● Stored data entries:
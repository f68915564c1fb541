//! Maintenance runloop
//!
//! One dedicated thread drives the time-based side of the secure-connect
//! core: connect/disconnect/heartbeat timeouts, hub reconnect delays,
//! address resolution timeouts and cache freshness. The thread wakes at
//! least once a second and can be poked for an immediate tick.
//!
//! Transport callbacks process staged frames inline under the dispatch
//! lock, so the runloop's job reduces to the timer sweep plus whatever a
//! tick turns up in the staging queues after a missed poke.

use std::sync::{Arc, Condvar, Mutex};
use std::thread::JoinHandle;
use std::time::{Duration, Instant};

use log::trace;

/// Upper bound between two maintenance sweeps.
pub const RUNLOOP_TICK: Duration = Duration::from_secs(1);

struct Signal {
    stopped: Mutex<bool>,
    wake: Condvar,
}

/// Periodic maintenance thread.
///
/// Runs the supplied closure once per tick with a freshly sampled
/// [`Instant`]. Stops cooperatively on [`Runloop::stop`] or drop.
pub struct Runloop {
    signal: Arc<Signal>,
    thread: Option<JoinHandle<()>>,
}

impl Runloop {
    /// Spawn the maintenance thread.
    pub fn spawn<F>(mut tick: F) -> Runloop
    where
        F: FnMut(Instant) + Send + 'static,
    {
        let signal = Arc::new(Signal {
            stopped: Mutex::new(false),
            wake: Condvar::new(),
        });
        let thread_signal = signal.clone();
        let thread = std::thread::Builder::new()
            .name("bsc-runloop".to_string())
            .spawn(move || {
                trace!("runloop started");
                loop {
                    tick(Instant::now());
                    let guard = thread_signal
                        .stopped
                        .lock()
                        .expect("runloop signal poisoned");
                    if *guard {
                        break;
                    }
                    let (guard, _timeout) = thread_signal
                        .wake
                        .wait_timeout(guard, RUNLOOP_TICK)
                        .expect("runloop signal poisoned");
                    if *guard {
                        break;
                    }
                }
                trace!("runloop stopped");
            })
            .expect("spawning the runloop thread failed");
        Runloop {
            signal,
            thread: Some(thread),
        }
    }

    /// Request an immediate tick.
    pub fn poke(&self) {
        self.signal.wake.notify_all();
    }

    /// Stop the thread and wait for it to exit.
    pub fn stop(&mut self) {
        {
            let mut stopped = self.signal.stopped.lock().expect("runloop signal poisoned");
            *stopped = true;
        }
        self.signal.wake.notify_all();
        if let Some(thread) = self.thread.take() {
            let _ = thread.join();
        }
    }
}

impl Drop for Runloop {
    fn drop(&mut self) {
        self.stop();
    }
}

#[cfg(test)]
mod tests {
    use super::*;
    use std::sync::atomic::{AtomicUsize, Ordering};

    #[test]
    fn test_runloop_ticks_and_stops() {
        let count = Arc::new(AtomicUsize::new(0));
        let seen = count.clone();
        let mut runloop = Runloop::spawn(move |_| {
            seen.fetch_add(1, Ordering::SeqCst);
        });
        // at least the immediate first tick
        std::thread::sleep(Duration::from_millis(50));
        assert!(count.load(Ordering::SeqCst) >= 1);

        runloop.poke();
        std::thread::sleep(Duration::from_millis(50));
        let after_poke = count.load(Ordering::SeqCst);
        assert!(after_poke >= 2);

        runloop.stop();
        let stopped_at = count.load(Ordering::SeqCst);
        std::thread::sleep(Duration::from_millis(50));
        assert!(count.load(Ordering::SeqCst) <= stopped_at + 1);
    }
}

● TASK GOAL:
What is needed is an exact reproduction of the data.

● EXPECTED OUTPUT:
repository f68915564c1fb541
//! Maintenance runloop
//!
//! One dedicated thread drives the time-based side of the secure-connect
//! core: connect/disconnect/heartbeat timeouts, hub reconnect delays,
//! address resolution timeouts and cache freshness. The thread wakes at
//! least once a second and can be poked for an immediate tick.
//!
//! Transport callbacks process staged frames inline under the dispatch
//! lock, so the runloop's job reduces to the timer sweep plus whatever a
//! tick turns up in the staging queues after a missed poke.

use std::sync::{Arc, Condvar, Mutex};
use std::thread::JoinHandle;
use std::time::{Duration, Instant};

use log::trace;

/// Upper bound between two maintenance sweeps.
pub const RUNLOOP_TICK: Duration = Duration::from_secs(1);

struct Signal {
    stopped: Mutex<bool>,
    wake: Condvar,
}

/// Periodic maintenance thread.
///
/// Runs the supplied closure once per tick with a freshly sampled
/// [`Instant`]. Stops cooperatively on [`Runloop::stop`] or drop.
pub struct Runloop {
    signal: Arc<Signal>,
    thread: Option<JoinHandle<()>>,
}

impl Runloop {
    /// Spawn the maintenance thread.
    pub fn spawn<F>(mut tick: F) -> Runloop
    where
        F: FnMut(Instant) + Send + 'static,
    {
        let signal = Arc::new(Signal {
            stopped: Mutex::new(false),
            wake: Condvar::new(),
        });
        let thread_signal = signal.clone();
        let thread = std::thread::Builder::new()
            .name("bsc-runloop".to_string())
            .spawn(move || {
                trace!("runloop started");
                loop {
                    tick(Instant::now());
                    let guard = thread_signal
                        .stopped
                        .lock()
                        .expect("runloop signal poisoned");
                    if *guard {
                        break;
                    }
                    let (guard, _timeout) = thread_signal
                        .wake
                        .wait_timeout(guard, RUNLOOP_TICK)
                        .expect("runloop signal poisoned");
                    if *guard {
                        break;
                    }
                }
                trace!("runloop stopped");
            })
            .expect("spawning the runloop thread failed");
        Runloop {
            signal,
            thread: Some(thread),
        }
    }

    /// Request an immediate tick.
    pub fn poke(&self) {
        self.signal.wake.notify_all();
    }

    /// Stop the thread and wait for it to exit.
    pub fn stop(&mut self) {
        {
            let mut stopped = self.signal.stopped.lock().expect("runloop signal poisoned");
            *stopped = true;
        }
        self.signal.wake.notify_all();
        if let Some(thread) = self.thread.take() {
            let _ = thread.join();
        }
    }
}

impl Drop for Runloop {
    fn drop(&mut self) {
        self.stop();
    }
}

#[cfg(test)]
mod tests {
    use super::*;
    use std::sync::atomic::{AtomicUsize, Ordering};

    #[test]
    fn test_runloop_ticks_and_stops() {
        let count = Arc::new(AtomicUsize::new(0));
        let seen = count.clone();
        let mut runloop = Runloop::spawn(move |_| {
            seen.fetch_add(1, Ordering::SeqCst);
        });
        // at least the immediate first tick
        std::thread::sleep(Duration::from_millis(50));
        assert!(count.load(Ordering::SeqCst) >= 1);

        runloop.poke();
        std::thread::sleep(Duration::from_millis(50));
        let after_poke = count.load(Ordering::SeqCst);
        assert!(after_poke >= 2);

        runloop.stop();
        let stopped_at = count.load(Ordering::SeqCst);
        std::thread::sleep(Duration::from_millis(50));
        assert!(count.load(Ordering::SeqCst) <= stopped_at + 1);
    }
}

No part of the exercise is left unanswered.